§ Data extract:
//! Row mappers matching the column orders of `dsicola_api::db` builders.

use chrono::NaiveDate;
use rusqlite::{Row, types::Type};
use std::str::FromStr;

use dsicola_api::*;

fn conversion(idx: usize, e: impl std::error::Error + Send + Sync + 'static) -> rusqlite::Error {
    rusqlite::Error::FromSqlConversionFailure(idx, Type::Text, Box::new(e))
}

/// Read a text column holding one of the upper-case domain enums.
pub fn enum_col<T>(row: &Row<'_>, idx: usize) -> rusqlite::Result<T>
where
    T: FromStr<Err = RuleError>,
{
    let raw: String = row.get(idx)?;
    raw.parse().map_err(|e| conversion(idx, e))
}

fn opt_enum_col<T>(row: &Row<'_>, idx: usize) -> rusqlite::Result<Option<T>>
where
    T: FromStr<Err = RuleError>,
{
    let raw: Option<String> = row.get(idx)?;
    raw.map(|s| s.parse().map_err(|e| conversion(idx, e)))
        .transpose()
}

pub fn date_col(row: &Row<'_>, idx: usize) -> rusqlite::Result<NaiveDate> {
    let raw: String = row.get(idx)?;
    NaiveDate::parse_from_str(&raw, "%Y-%m-%d").map_err(|e| conversion(idx, e))
}

pub fn instituicao(row: &Row<'_>) -> rusqlite::Result<InstituicaoResponse> {
    Ok(InstituicaoResponse {
        id: row.get(0)?,
        nome: row.get(1)?,
        sigla: row.get(2)?,
        tipo_academico: enum_col(row, 3)?,
        email: row.get(4)?,
        telefone: row.get(5)?,
        endereco: row.get(6)?,
        ativo: row.get(7)?,
        created_at: row.get(8)?,
    })
}

pub fn user(row: &Row<'_>) -> rusqlite::Result<UserResponse> {
    Ok(UserResponse {
        id: row.get(0)?,
        instituicao_id: row.get(1)?,
        email: row.get(2)?,
        nome: row.get(3)?,
        role: enum_col(row, 4)?,
        numero_identificacao: row.get(5)?,
        telefone: row.get(6)?,
        ativo: row.get(7)?,
        must_change_password: row.get(8)?,
        created_at: row.get(9)?,
    })
}

pub fn ano_letivo(row: &Row<'_>) -> rusqlite::Result<AnoLetivoResponse> {
    Ok(AnoLetivoResponse {
        id: row.get(0)?,
        ano: row.get(1)?,
        data_inicio: row.get(2)?,
        data_fim: row.get(3)?,
        status: enum_col(row, 4)?,
        created_at: row.get(5)?,
    })
}

pub fn encerramento(row: &Row<'_>) -> rusqlite::Result<EncerramentoResponse> {
    Ok(EncerramentoResponse {
        id: row.get(0)?,
        ano_letivo_id: row.get(1)?,
        periodo: enum_col(row, 2)?,
        status: enum_col(row, 3)?,
        encerrado_por: row.get(4)?,
        encerrado_em: row.get(5)?,
        justificativa_reabertura: row.get(6)?,
        reaberto_por: row.get(7)?,
        reaberto_em: row.get(8)?,
    })
}

pub fn classe(row: &Row<'_>) -> rusqlite::Result<ClasseResponse> {
    Ok(ClasseResponse {
        id: row.get(0)?,
        nome: row.get(1)?,
        nivel: row.get(2)?,
    })
}

pub fn curso(row: &Row<'_>) -> rusqlite::Result<CursoResponse> {
    Ok(CursoResponse {
        id: row.get(0)?,
        nome: row.get(1)?,
        codigo: row.get(2)?,
        duracao_anos: row.get(3)?,
    })
}

pub fn disciplina(row: &Row<'_>) -> rusqlite::Result<DisciplinaResponse> {
    Ok(DisciplinaResponse {
        id: row.get(0)?,
        nome: row.get(1)?,
        codigo: row.get(2)?,
        carga_horaria: row.get(3)?,
        classe_id: row.get(4)?,
        curso_id: row.get(5)?,
    })
}

pub fn turma(row: &Row<'_>) -> rusqlite::Result<TurmaResponse> {
    Ok(TurmaResponse {
        id: row.get(0)?,
        nome: row.get(1)?,
        ano_letivo_id: row.get(2)?,
        classe_id: row.get(3)?,
        curso_id: row.get(4)?,
        turno: enum_col(row, 5)?,
        capacidade: row.get(6)?,
        ocupadas: row.get(7)?,
    })
}

pub fn aluno_turma(row: &Row<'_>) -> rusqlite::Result<AlunoTurmaResponse> {
    Ok(AlunoTurmaResponse {
        matricula_id: row.get(0)?,
        aluno_id: row.get(1)?,
        nome: row.get(2)?,
        numero_identificacao: row.get(3)?,
        status: enum_col(row, 4)?,
    })
}

pub fn matricula_anual(row: &Row<'_>) -> rusqlite::Result<MatriculaAnualResponse> {
    Ok(MatriculaAnualResponse {
        id: row.get(0)?,
        aluno_id: row.get(1)?,
        aluno_nome: row.get(2)?,
        ano_letivo_id: row.get(3)?,
        classe_id: row.get(4)?,
        curso_id: row.get(5)?,
        status: enum_col(row, 6)?,
        created_at: row.get(7)?,
    })
}

pub fn matricula(row: &Row<'_>) -> rusqlite::Result<MatriculaResponse> {
    Ok(MatriculaResponse {
        id: row.get(0)?,
        aluno_id: row.get(1)?,
        turma_id: row.get(2)?,
        matricula_anual_id: row.get(3)?,
        status: enum_col(row, 4)?,
        created_at: row.get(5)?,
    })
}

pub fn plano(row: &Row<'_>) -> rusqlite::Result<PlanoResponse> {
    Ok(PlanoResponse {
        id: row.get(0)?,
        professor_id: row.get(1)?,
        disciplina_id: row.get(2)?,
        turma_id: row.get(3)?,
        ano_letivo_id: row.get(4)?,
        ementa: row.get(5)?,
        objetivos: row.get(6)?,
        metodologia: row.get(7)?,
        carga_horaria_total: row.get(8)?,
        status: enum_col(row, 9)?,
        observacao: row.get(10)?,
        aprovado_por: row.get(11)?,
        aprovado_em: row.get(12)?,
        created_at: row.get(13)?,
        updated_at: row.get(14)?,
    })
}

pub fn plano_aula(row: &Row<'_>) -> rusqlite::Result<PlanoAulaResponse> {
    Ok(PlanoAulaResponse {
        id: row.get(0)?,
        ordem: row.get(1)?,
        titulo: row.get(2)?,
        descricao: row.get(3)?,
        periodo: enum_col(row, 4)?,
        quantidade_aulas: row.get(5)?,
    })
}

pub fn avaliacao(row: &Row<'_>) -> rusqlite::Result<AvaliacaoResponse> {
    Ok(AvaliacaoResponse {
        id: row.get(0)?,
        plano_id: row.get(1)?,
        periodo: enum_col(row, 2)?,
        tipo: enum_col(row, 3)?,
        descricao: row.get(4)?,
        peso: row.get(5)?,
        data: row.get(6)?,
        created_at: row.get(7)?,
    })
}

pub fn nota(row: &Row<'_>) -> rusqlite::Result<NotaResponse> {
    Ok(NotaResponse {
        id: row.get(0)?,
        avaliacao_id: row.get(1)?,
        aluno_id: row.get(2)?,
        aluno_nome: row.get(3)?,
        valor: row.get(4)?,
        observacao: row.get(5)?,
        updated_at: row.get(6)?,
    })
}

pub fn aula(row: &Row<'_>) -> rusqlite::Result<AulaResponse> {
    Ok(AulaResponse {
        id: row.get(0)?,
        plano_id: row.get(1)?,
        data: row.get(2)?,
        periodo: enum_col(row, 3)?,
        conteudo: row.get(4)?,
        quantidade: row.get(5)?,
        created_by: row.get(6)?,
        created_at: row.get(7)?,
    })
}

pub fn presenca(row: &Row<'_>) -> rusqlite::Result<PresencaResponse> {
    Ok(PresencaResponse {
        aluno_id: row.get(0)?,
        aluno_nome: row.get(1)?,
        status: enum_col(row, 2)?,
        observacao: row.get(3)?,
    })
}

/// A stored mensalidade before charges are evaluated.
pub struct MensalidadeRow {
    pub id: String,
    pub aluno_id: String,
    pub aluno_nome: String,
    pub referencia: String,
    pub valor: i64,
    pub data_vencimento: NaiveDate,
    pub status: MensalidadeStatus,
    pub multa: i64,
    pub juros: i64,
    pub valor_pago: Option<i64>,
    pub data_pagamento: Option<String>,
    pub metodo_pagamento: Option<MetodoPagamento>,
    pub created_at: String,
}

pub fn mensalidade(row: &Row<'_>) -> rusqlite::Result<MensalidadeRow> {
    Ok(MensalidadeRow {
        id: row.get(0)?,
        aluno_id: row.get(1)?,
        aluno_nome: row.get(2)?,
        referencia: row.get(3)?,
        valor: row.get(4)?,
        data_vencimento: date_col(row, 5)?,
        status: enum_col(row, 6)?,
        multa: row.get(7)?,
        juros: row.get(8)?,
        valor_pago: row.get(9)?,
        data_pagamento: row.get(10)?,
        metodo_pagamento: opt_enum_col(row, 11)?,
        created_at: row.get(12)?,
    })
}

pub fn configuracao(row: &Row<'_>) -> rusqlite::Result<ConfiguracaoMultas> {
    Ok(ConfiguracaoMultas {
        percentual_multa: row.get(0)?,
        percentual_juros_dia: row.get(1)?,
        dias_tolerancia: row.get(2)?,
    })
}

pub fn funcionario(row: &Row<'_>) -> rusqlite::Result<FuncionarioResponse> {
    Ok(FuncionarioResponse {
        id: row.get(0)?,
        user_id: row.get(1)?,
        nome: row.get(2)?,
        cargo: row.get(3)?,
        departamento: row.get(4)?,
        salario_base: row.get(5)?,
        data_admissao: row.get(6)?,
        status: enum_col(row, 7)?,
        created_at: row.get(8)?,
    })
}

pub fn historico(row: &Row<'_>) -> rusqlite::Result<HistoricoRhResponse> {
    Ok(HistoricoRhResponse {
        id: row.get(0)?,
        funcionario_id: row.get(1)?,
        tipo_alteracao: enum_col(row, 2)?,
        descricao: row.get(3)?,
        valor_anterior: row.get(4)?,
        valor_novo: row.get(5)?,
        registrado_por: row.get(6)?,
        created_at: row.get(7)?,
    })
}

pub fn folha(row: &Row<'_>) -> rusqlite::Result<FolhaResponse> {
    Ok(FolhaResponse {
        id: row.get(0)?,
        funcionario_id: row.get(1)?,
        funcionario_nome: row.get(2)?,
        referencia: row.get(3)?,
        salario_base: row.get(4)?,
        subsidios: row.get(5)?,
        descontos: row.get(6)?,
        desconto_faltas: row.get(7)?,
        inss: row.get(8)?,
        valor_liquido: row.get(9)?,
        status: enum_col(row, 10)?,
        pago_em: row.get(11)?,
    })
}

pub fn item(row: &Row<'_>) -> rusqlite::Result<ItemResponse> {
    let quantidade_total: i64 = row.get(5)?;
    let emprestados: i64 = row.get(6)?;
    Ok(ItemResponse {
        id: row.get(0)?,
        titulo: row.get(1)?,
        autor: row.get(2)?,
        isbn: row.get(3)?,
        categoria: row.get(4)?,
        quantidade_total,
        disponiveis: (quantidade_total - emprestados).max(0),
    })
}

/// `hoje` decides the derived `atrasado` flag.
pub fn emprestimo(row: &Row<'_>, hoje: NaiveDate) -> rusqlite::Result<EmprestimoResponse> {
    let status: EmprestimoStatus = enum_col(row, 7)?;
    let prevista = date_col(row, 5)?;
    Ok(EmprestimoResponse {
        id: row.get(0)?,
        item_id: row.get(1)?,
        item_titulo: row.get(2)?,
        usuario_id: row.get(3)?,
        data_emprestimo: row.get(4)?,
        data_prevista_devolucao: row.get(5)?,
        data_devolucao: row.get(6)?,
        status,
        atrasado: dsicola_core::library::atrasado(status, prevista, hoje),
    })
}

pub fn documento(row: &Row<'_>) -> rusqlite::Result<DocumentoResponse> {
    Ok(DocumentoResponse {
        id: row.get(0)?,
        aluno_id: row.get(1)?,
        tipo: enum_col(row, 2)?,
        numero: row.get(3)?,
        emitido_por: row.get(4)?,
        created_at: row.get(5)?,
    })
}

§ Task prompt:
If a line in the entries includes the word "EncerramentoResponse", copy that line out.

§ Problem solution:
pub fn encerramento(row: &Row<'_>) -> rusqlite::Result<EncerramentoResponse> {
    Ok(EncerramentoResponse {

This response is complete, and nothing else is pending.